On March 14, the U.S. Senate passed its version of surface transportation reauthorization, termed Moving Ahead for Progress in the 21st Century (“MAP-21”), on a substantially bipartisan vote of 74 to 22. This bill, substantially negotiated last year among a small bipartisan caucus of Environment & Public Works Committee leaders, has been criticized for its short (two-year) term—making planning and funding commitments to long-term projects difficult—and for its funding formula, which not only zeros out the existing Highway Trust Fund during the bill’s two-year term but shifts revenue from sources that extend ten years into the future, well beyond the conclusion of the projects named in the bill. The bill’s advocates defend “borrowing from the future” funding as enabling job creation in a soft economy. (The bill calls for $109 billion in spending over its two-year term.)
The Senate bill does not contain any provision directly related to truck weight (or size), although it does call for a two-year study, in very comprehensive terms, of the possible impact of truck size and weight reform on safety, infrastructure wear, and other criteria, inserted by influential Committee member Sen. Frank Lautenberg (D-New Jersey). Truck weight reform proponents, including FRA, regard the inclusion of this provision as an obstructive measure to protect rail interests from pricing pressure from productivity improvement in trucking; and technical evaluation of the study proposal—by the American Trucking Associations, among others—cast serious doubt on the federal Department of Transportation’s ability to complete the study, as outlined, within a two-year period, or even within a much longer period.

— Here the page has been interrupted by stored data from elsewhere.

// III-IV
// Copyright 2023 Julio Merino
//
// Licensed under the Apache License, Version 2.0 (the "License"); you may not
// use this file except in compliance with the License.  You may obtain a copy
// of the License at:
//
//     http://www.apache.org/licenses/LICENSE-2.0
//
// Unless required by applicable law or agreed to in writing, software
// distributed under the License is distributed on an "AS IS" BASIS, WITHOUT
// WARRANTIES OR CONDITIONS OF ANY KIND, either express or implied.  See the
// License for the specific language governing permissions and limitations
// under the License.

//! Background task that runs a function at a fixed period.
//!
//! A `CycleWorker` is controlled through operations that never fail but report what they did
//! with one of the builtin worker outcomes, which makes them easy to expose via REST.

use crate::result::{builtin, Outcome};
use futures::future::BoxFuture;
use futures::Future;
use log::{debug, info};
use std::sync::Arc;
use std::time::Duration;
use tokio::task::JoinHandle;

/// Type of the function run by a worker.
type Task = Arc<dyn Fn() -> BoxFuture<'static, ()> + Send + Sync>;

/// Lifecycle states of a worker.
#[derive(Clone, Copy, Debug, PartialEq)]
pub enum WorkerState {
    /// The worker has never been started.
    None,

    /// The worker is running its task periodically.
    Working,

    /// The worker was started and then stopped.
    Stopped,
}

/// Operations that can be requested from a worker, for dispatch via `CycleWorker::handle`.
#[derive(Clone, Copy, Debug, PartialEq)]
pub enum WorkerRequest {
    /// Start the worker.
    Start,

    /// Stop the worker.
    Stop,

    /// Run the task once right now.
    Invoke,

    /// Change the period of the worker and (re)start it.
    UpdatePeriod(Duration),

    /// Query the state of the worker.
    Status,
}

/// A named task that runs at a fixed period on the tokio runtime.
pub struct CycleWorker {
    /// Name of the worker, for logging purposes.
    name: String,

    /// Time between consecutive runs of the task.
    period: Duration,

    /// The function to run.
    task: Task,

    /// Current state of the worker.
    state: WorkerState,

    /// Handle to the background loop while the worker is running.
    handle: Option<JoinHandle<()>>,
}

impl CycleWorker {
    /// Creates a new worker called `name` that runs `task` every `period` once started.
    ///
    /// Panics if `period` is zero.
    pub fn new<N, F, Fut>(name: N, period: Duration, task: F) -> Self
    where
        N: Into<String>,
        F: Fn() -> Fut + Send + Sync + 'static,
        Fut: Future<Output = ()> + Send + 'static,
    {
        assert!(!period.is_zero(), "Worker period must be positive");
        let task: Task = Arc::new(move || -> BoxFuture<'static, ()> { Box::pin(task()) });
        Self { name: name.into(), period, task, state: WorkerState::None, handle: None }
    }

    /// Returns the name of the worker.
    pub fn name(&self) -> &str {
        &self.name
    }

    /// Returns the current period of the worker.
    pub fn period(&self) -> Duration {
        self.period
    }

    /// Returns the current state of the worker.
    pub fn state(&self) -> WorkerState {
        self.state
    }

    /// Dispatches `request` to the matching operation.
    pub fn handle(&mut self, request: WorkerRequest) -> Outcome {
        match request {
            WorkerRequest::Start => self.start(),
            WorkerRequest::Stop => self.stop(),
            WorkerRequest::Invoke => self.invoke(),
            WorkerRequest::UpdatePeriod(period) => self.update_period(period),
            WorkerRequest::Status => self.status(),
        }
    }

    /// Starts running the task periodically, beginning immediately.
    pub fn start(&mut self) -> Outcome {
        match self.state {
            WorkerState::None => {
                self.start_worker();
                builtin::WORKER_STARTED
            }
            WorkerState::Working => builtin::WORKER_ALREADY_STARTED,
            WorkerState::Stopped => {
                self.start_worker();
                builtin::WORKER_RESTARTED
            }
        }
    }

    /// Stops running the task.  A run in progress is cancelled.
    pub fn stop(&mut self) -> Outcome {
        match self.state {
            WorkerState::None => builtin::WORKER_NOT_STARTED,
            WorkerState::Working => {
                self.stop_worker();
                builtin::WORKER_STOPPED
            }
            WorkerState::Stopped => builtin::WORKER_ALREADY_STOPPED,
        }
    }

    /// Runs the task once, right now, in addition to the periodic runs.
    pub fn invoke(&mut self) -> Outcome {
        match self.state {
            WorkerState::None => builtin::WORKER_NOT_STARTED,
            WorkerState::Working => {
                debug!("Invoking worker {} on demand", self.name);
                let task = self.task.clone();
                tokio::spawn(async move { task().await });
                builtin::WORKER_INVOKED
            }
            WorkerState::Stopped => builtin::WORKER_CANNOT_INVOKE,
        }
    }

    /// Changes the period of the worker to `period` and (re)starts it.
    pub fn update_period(&mut self, period: Duration) -> Outcome {
        if period.is_zero() {
            return Outcome::from_message(format!("Invalid period for worker {}", self.name));
        }

        match self.state {
            WorkerState::None => {
                self.period = period;
                self.start_worker();
                builtin::WORKER_STARTED_PERIOD
            }
            WorkerState::Working => {
                self.stop_worker();
                self.period = period;
                self.start_worker();
                builtin::WORKER_RESTARTED_PERIOD
            }
            WorkerState::Stopped => {
                self.period = period;
                self.start_worker();
                builtin::WORKER_RESTARTED_PERIOD
            }
        }
    }

    /// Reports the state of the worker as an outcome.
    pub fn status(&self) -> Outcome {
        match self.state {
            WorkerState::None => builtin::WORKER_STATUS_NONE,
            WorkerState::Working => builtin::WORKER_STATUS_WORKING,
            WorkerState::Stopped => builtin::WORKER_STATUS_STOPPED,
        }
    }

    /// Spawns the periodic loop.
    fn start_worker(&mut self) {
        info!("Starting worker {} with period {:?}", self.name, self.period);
        let task = self.task.clone();
        let period = self.period;
        self.handle = Some(tokio::spawn(async move {
            let mut interval = tokio::time::interval(period);
            loop {
                interval.tick().await;
                task().await;
            }
        }));
        self.state = WorkerState::Working;
    }

    /// Cancels the periodic loop.
    fn stop_worker(&mut self) {
        info!("Stopping worker {}", self.name);
        if let Some(handle) = self.handle.take() {
            handle.abort();
        }
        self.state = WorkerState::Stopped;
    }
}

impl Drop for CycleWorker {
    fn drop(&mut self) {
        if let Some(handle) = self.handle.take() {
            handle.abort();
        }
    }
}

#[cfg(test)]
mod tests {
    use super::*;
    use std::sync::atomic::{AtomicUsize, Ordering};

    /// Creates a worker with a period of 100ms that counts its runs.
    fn counting_worker() -> (CycleWorker, Arc<AtomicUsize>) {
        let runs = Arc::from(AtomicUsize::new(0));
        let worker = {
            let runs = runs.clone();
            CycleWorker::new("counter", Duration::from_millis(100), move || {
                let runs = runs.clone();
                async move {
                    runs.fetch_add(1, Ordering::SeqCst);
                }
            })
        };
        (worker, runs)
    }

    #[tokio::test(start_paused = true)]
    async fn test_lifecycle() {
        let (mut worker, runs) = counting_worker();
        assert_eq!("counter", worker.name());
        assert_eq!(builtin::WORKER_STATUS_NONE, worker.status());
        assert_eq!(builtin::WORKER_NOT_STARTED, worker.stop());
        assert_eq!(builtin::WORKER_NOT_STARTED, worker.invoke());

        assert_eq!(builtin::WORKER_STARTED, worker.start());
        assert_eq!(WorkerState::Working, worker.state());
        assert_eq!(builtin::WORKER_ALREADY_STARTED, worker.start());
        tokio::time::sleep(Duration::from_millis(250)).await;
        assert_eq!(3, runs.load(Ordering::SeqCst));

        assert_eq!(builtin::WORKER_STOPPED, worker.stop());
        assert_eq!(builtin::WORKER_STATUS_STOPPED, worker.status());
        assert_eq!(builtin::WORKER_ALREADY_STOPPED, worker.stop());
        assert_eq!(builtin::WORKER_CANNOT_INVOKE, worker.invoke());
        tokio::time::sleep(Duration::from_millis(500)).await;
        assert_eq!(3, runs.load(Ordering::SeqCst));

        assert_eq!(builtin::WORKER_RESTARTED, worker.start());
        assert_eq!(builtin::WORKER_STATUS_WORKING, worker.status());
    }

    #[tokio::test(start_paused = true)]
    async fn test_invoke() {
        let (mut worker, runs) = counting_worker();
        assert_eq!(builtin::WORKER_STARTED, worker.start());
        tokio::time::sleep(Duration::from_millis(10)).await;
        assert_eq!(1, runs.load(Ordering::SeqCst));

        assert_eq!(builtin::WORKER_INVOKED, worker.invoke());
        tokio::time::sleep(Duration::from_millis(10)).await;
        assert_eq!(2, runs.load(Ordering::SeqCst));
    }

    #[tokio::test(start_paused = true)]
    async fn test_update_period() {
        let (mut worker, runs) = counting_worker();
        assert_eq!(
            builtin::WORKER_STARTED_PERIOD,
            worker.handle(WorkerRequest::UpdatePeriod(Duration::from_secs(1)))
        );
        assert_eq!(Duration::from_secs(1), worker.period());
        tokio::time::sleep(Duration::from_millis(1500)).await;
        assert_eq!(2, runs.load(Ordering::SeqCst));

        assert_eq!(
            builtin::WORKER_RESTARTED_PERIOD,
            worker.handle(WorkerRequest::UpdatePeriod(Duration::from_secs(2)))
        );
        assert_eq!(builtin::WORKER_STOPPED, worker.handle(WorkerRequest::Stop));
        assert_eq!(
            builtin::WORKER_RESTARTED_PERIOD,
            worker.handle(WorkerRequest::UpdatePeriod(Duration::from_secs(3)))
        );
        assert_eq!(builtin::WORKER_STATUS_WORKING, worker.handle(WorkerRequest::Status));
    }

    #[tokio::test]
    async fn test_update_period_zero() {
        let (mut worker, _runs) = counting_worker();
        let outcome = worker.update_period(Duration::ZERO);
        assert!(outcome.exception().is_some());
        assert_eq!(WorkerState::None, worker.state());
    }

    #[test]
    #[should_panic(expected = "period must be positive")]
    fn test_new_zero_period() {
        CycleWorker::new("bad", Duration::ZERO, || async {});
    }
}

Meanwhile—to take statements from Speaker of the House John Boehner (R-Ohio) and House Transportation & Infrastructure Committee Chair John Mica (R-Florida) at face value—the House remains committed to a five-year bill, although the House leadership also has made statements suggesting its position will be flexible. In view of the Senate version’s strong majority, and the support of the Administration, supporting statements from the American Trucking Associations, and increasingly vocal calls from road construction interests to get projects moving, most observers think a two-year bill is the most likely outcome of a House-Senate conference, whether such a conference occurs before or after the most recent Continuing Resolution on surface transportation expires, on March 31.
With most observers anticipating that the final bill—if there is a final bill before the November election—will extend two years or less, it seems likely that a new Surface Transportation Reauthorization process will launch sometime in 2013. FRA is working with AgHaul, the Coalition for Transportation Productivity, and other aligned interests to limit any “study” provision to a term of one year or less, so that any restarted Surface Transportation Reauthorization process can again consider truck weight reform in short order, without a delayed report from such a study delaying enactment of reform.